**Exercise goal**
Write out again the entries from the first line to the line that includes "30 operations |", keeping both of those lines.

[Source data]
==================================================
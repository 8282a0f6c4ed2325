//! Request shaping and calling conventions for the data catalog REST API.
//!
//! This crate has **no I/O**. It knows, for every catalog operation, which
//! HTTP request to build, and it exposes each operation in four calling
//! forms (blocking or async, payload-only or with response metadata) over a
//! transport the host injects. `datacatalog-client` provides `reqwest`
//! transports; tests can plug in their own.
//!
//! # Crate layout
//!
//! | Module | Purpose |
//! |--------|---------|
//! | [`descriptor`] | [`OperationDescriptor`]: verb, path template, query parameters, body kind |
//! | [`operation`] | [`Operation`]: the static table of all 30 operations |
//! | [`request`] | [`RequestBuilder`] → [`HttpRequest`]; required-parameter checks |
//! | [`executor`] | [`AsyncExecutor`] / [`BlockingExecutor`] and their call handles |
//! | [`discovery`], [`lineage`], [`relationship`], [`types`] | The four facades |
//!
//! # Quick start
//!
//! ```rust,ignore
//! use datacatalog::{AsyncExecutor, Payload, RequestOptions, ServiceClient};
//!
//! let client = ServiceClient::new(AsyncExecutor::new(transport), "2021-05-01-preview");
//!
//! // Payload only.
//! let results = client
//!     .discovery()
//!     .query(Payload::from(json!({"keywords": "invoice", "limit": 10})), RequestOptions::new())
//!     .send()
//!     .await?;
//!
//! // Payload plus status and headers.
//! let response = client
//!     .lineage()
//!     .get_lineage_graph(guid, RequestOptions::new().query_param("direction", "BOTH"))
//!     .send_with_response()
//!     .await?;
//! ```

pub mod descriptor;
pub mod discovery;
pub mod error;
pub mod executor;
pub mod lineage;
pub mod operation;
pub mod options;
pub mod payload;
pub mod pipeline;
pub mod relationship;
pub mod request;
pub mod response;
pub mod service;
pub mod types;

#[cfg(test)]
mod testing;

pub use descriptor::{
    BodyKind, Group, Method, OperationDescriptor, ParamKind, QueryParam, ResponseKind, API_VERSION,
};
pub use discovery::Discovery;
pub use error::{Error, ErrorResponse};
pub use executor::{AsyncCall, AsyncExecutor, BlockingCall, BlockingExecutor, Executor};
pub use lineage::Lineage;
pub use operation::Operation;
pub use options::{ErrorPolicy, RequestOptions};
pub use payload::{Payload, JSON_CONTENT_TYPE};
pub use pipeline::{BlockingPipeline, HttpPipeline};
pub use relationship::Relationships;
pub use request::{HttpRequest, PreparedRequest, RequestBuilder};
pub use response::Response;
pub use service::{ServiceClient, DEFAULT_API_VERSION};
pub use types::Types;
==================================================
**Result**
repository 8282a0f6c4ed2325
//! Request shaping and calling conventions for the data catalog REST API.
//!
//! This crate has **no I/O**. It knows, for every catalog operation, which
//! HTTP request to build, and it exposes each operation in four calling
//! forms (blocking or async, payload-only or with response metadata) over a
//! transport the host injects. `datacatalog-client` provides `reqwest`
//! transports; tests can plug in their own.
//!
//! # Crate layout
//!
//! | Module | Purpose |
//! |--------|---------|
//! | [`descriptor`] | [`OperationDescriptor`]: verb, path template, query parameters, body kind |
//! | [`operation`] | [`Operation`]: the static table of all 30 operations |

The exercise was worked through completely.